Comments on information sharing
Comments to other Agencies suggested that the final regulations
should somehow facilitate the sharing of information among banking
organizations in order to better detect new fraudulent schemes. It is
anticipated that the Treasury Department, through FinCEN, and the
Agencies, will keep reporting entities apprised of recent developments
and trends in banking-related crimes through periodic pronouncements,
meetings, and seminars.
Regulatory Flexibility Act
Pursuant to section 605(b) of the Regulatory Flexibility Act, the
OTS hereby certifies that this final rule will not have a significant
economic impact on a substantial number of small entities. This final
rule primarily reorganizes the process for reporting crimes and
suspicious activities and has no material impact on savings
associations and service corporations, regardless of size. Accordingly,
a regulatory flexibility analysis is not required.
Executive Order 12866
The OTS has determined that this document is not a significant
regulatory action under Executive Order 12866.
Paperwork Reduction Act
The reporting and recordkeeping requirements contained in this
final rule were submitted to the Office of Management and Budget for
review at the proposed rule stage in accordance with the Paperwork
Reduction Act of 1995 (PRA) and were approved. Comments on the
collection of information should be sent to the Office of Management
and Budget (OMB), Paperwork Reduction Project (1550-0003), Washington,
DC 20503, with copies to the Office of Thrift Supervision, 1700 G
Street, NW., Washington, DC 20552.
The reporting and recordkeeping requirements in this final rule are
found in 12 CFR 563.180(d). The collection of information is necessary
for the proper performance of the OTS's functions and the information
has practical utility. The information is needed to inform appropriate
law enforcement agencies of known or suspected criminal or suspicious
activities that take place at or were perpetrated against financial
institutions.
The Unfunded Mandates Reform Act of 1995
The OTS has determined that this final rule will not result in
expenditure by State, local, or tribal governments or by the private
sector of more than $100 million. Accordingly, the Unfunded Mandates
Reform Act does not apply.
List of Subjects in 12 CFR Part 563
Accounting, Advertising, Crime, Currency, Flood insurance,
Investments, Reporting and recordkeeping requirements, Savings
associations, Securities, Surety bonds.
Authority and Issuance
For the reasons set out in the preamble, part 563 of chapter V of
title 12 of the Code of Federal Regulations is amended as set forth
below:
PART 563--OPERATIONS
1. The authority citation for part 563 is revised to read as
follows:
Authority: 12 U.S.C. 375b, 1462, 1462a, 1463, 1464, 1467a, 1468,
1817, 1828, 3806; 31 U.S.C. 5318; 42 U.S.C. 4012a, 4104a, 4104b,
4106, 4128.
2. Section 563.180 is amended by revising the section heading and
paragraph (d) to read as follows:
Sec. 563.180 Suspicious Activity Reports and other reports and
statements.
* * * * *
(d) Suspicious Activity Reports--(1) Purpose and scope. This
paragraph (d) ensures that savings associations and service
corporations file a Suspicious Activity Report when they detect a known
or suspected violation of Federal law or a suspicious transaction
related to a money laundering activity or a violation of the Bank
Secrecy Act.
(2) Definitions. For the purposes of this paragraph (d):
(i) FinCEN means the Financial Crimes Enforcement Network of the
Department of the Treasury.
(ii) Institution-affiliated party means any institution-affiliated
party as that term is defined in sections 3(u) and 8(b)(9) of the
Federal Deposit Insurance Act (12 U.S.C. 1813(u) and 1818(b)(9)).
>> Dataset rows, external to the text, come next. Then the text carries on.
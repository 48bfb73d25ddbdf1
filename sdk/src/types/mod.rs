//! Core types for the Launchpad SDK.
//!
//! This module provides the event and webhook types shared by the indexer
//! and the dispatcher.

pub mod delivery;
pub mod event;
pub mod payload;
pub mod primitives;
pub mod subscription;

pub use delivery::{DeliveryLog, NewDeliveryLog};
pub use event::{
    BurnEvent, DomainEvent, EventKind, MetadataUpdatedEvent, RawEvent, TokenCreatedEvent,
};
pub use payload::WebhookPayload;
pub use primitives::Amount;
pub use subscription::{NewSubscription, WebhookSubscription};
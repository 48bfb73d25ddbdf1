//! Primitive types for the Launchpad SDK.
//!
//! Provides a type-safe wrapper for token amounts.

use std::fmt;
use std::str::FromStr;

use serde::de::{self, Visitor};
use serde::{Deserialize, Deserializer, Serialize, Serializer};

use crate::error::SdkError;

/// A token amount in the token's smallest unit.
///
/// Amounts are 128-bit signed integers on chain. On the wire they are
/// written as decimal strings so that receivers without 128-bit integers
/// do not lose precision. Deserialization accepts strings and JSON numbers.
#[derive(Debug, Clone, Copy, Default, PartialEq, Eq, PartialOrd, Ord, Hash)]
pub struct Amount(i128);

impl Amount {
    /// Creates a new amount.
    #[must_use]
    pub const fn new(value: i128) -> Self {
        Self(value)
    }

    /// Returns the raw value.
    #[must_use]
    pub const fn value(&self) -> i128 {
        self.0
    }

    /// Returns zero amount.
    #[must_use]
    pub const fn zero() -> Self {
        Self(0)
    }

    /// Returns true if the amount is zero.
    #[must_use]
    pub const fn is_zero(&self) -> bool {
        self.0 == 0
    }
}

impl From<i128> for Amount {
    fn from(value: i128) -> Self {
        Self(value)
    }
}

impl From<i64> for Amount {
    fn from(value: i64) -> Self {
        Self(i128::from(value))
    }
}

impl FromStr for Amount {
    type Err = SdkError;

    fn from_str(s: &str) -> Result<Self, Self::Err> {
        s.trim()
            .parse::<i128>()
            .map(Self)
            .map_err(|_| SdkError::InvalidAmount(s.to_string()))
    }
}

impl fmt::Display for Amount {
    fn fmt(&self, f: &mut fmt::Formatter<'_>) -> fmt::Result {
        write!(f, "{}", self.0)
    }
}

impl Serialize for Amount {
    fn serialize<S: Serializer>(&self, serializer: S) -> Result<S::Ok, S::Error> {
        serializer.collect_str(&self.0)
    }
}

struct AmountVisitor;

impl Visitor<'_> for AmountVisitor {
    type Value = Amount;

    fn expecting(&self, f: &mut fmt::Formatter<'_>) -> fmt::Result {
        f.write_str("an integer or a decimal integer string")
    }

    fn visit_i64<E: de::Error>(self, v: i64) -> Result<Amount, E> {
        Ok(Amount::from(v))
    }

    fn visit_u64<E: de::Error>(self, v: u64) -> Result<Amount, E> {
        Ok(Amount(i128::from(v)))
    }

    fn visit_i128<E: de::Error>(self, v: i128) -> Result<Amount, E> {
        Ok(Amount(v))
    }

    fn visit_str<E: de::Error>(self, v: &str) -> Result<Amount, E> {
        v.parse().map_err(E::custom)
    }
}

impl<'de> Deserialize<'de> for Amount {
    fn deserialize<D: Deserializer<'de>>(deserializer: D) -> Result<Self, D::Error> {
        deserializer.deserialize_any(AmountVisitor)
    }
}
(iii) SAR means a Suspicious Activity Report on the form prescribed
by the OTS.
(3) SARs required. A savings association or service corporation
shall file a SAR with the appropriate Federal law enforcement agencies
and the Department of the Treasury in accordance with the form's
instructions, by sending a completed SAR to FinCEN in the following
circumstances:
(i) Insider abuse involving any amount. Whenever the savings
association or service corporation detects any known or suspected
Federal criminal violation, or pattern of criminal violations,
committed or attempted against the savings association or service
corporation or involving a transaction or transactions conducted
through the savings association or service corporation, where the
savings association or service corporation believes that it was either
an actual or potential victim of a criminal violation, or series of
criminal violations, or that it was used to facilitate a criminal
transaction, and it has a substantial basis for identifying one of its
directors, officers, employees, agents or other institution-affiliated
parties as having committed or aided in the commission of a criminal
act, regardless of the amount involved in the violation.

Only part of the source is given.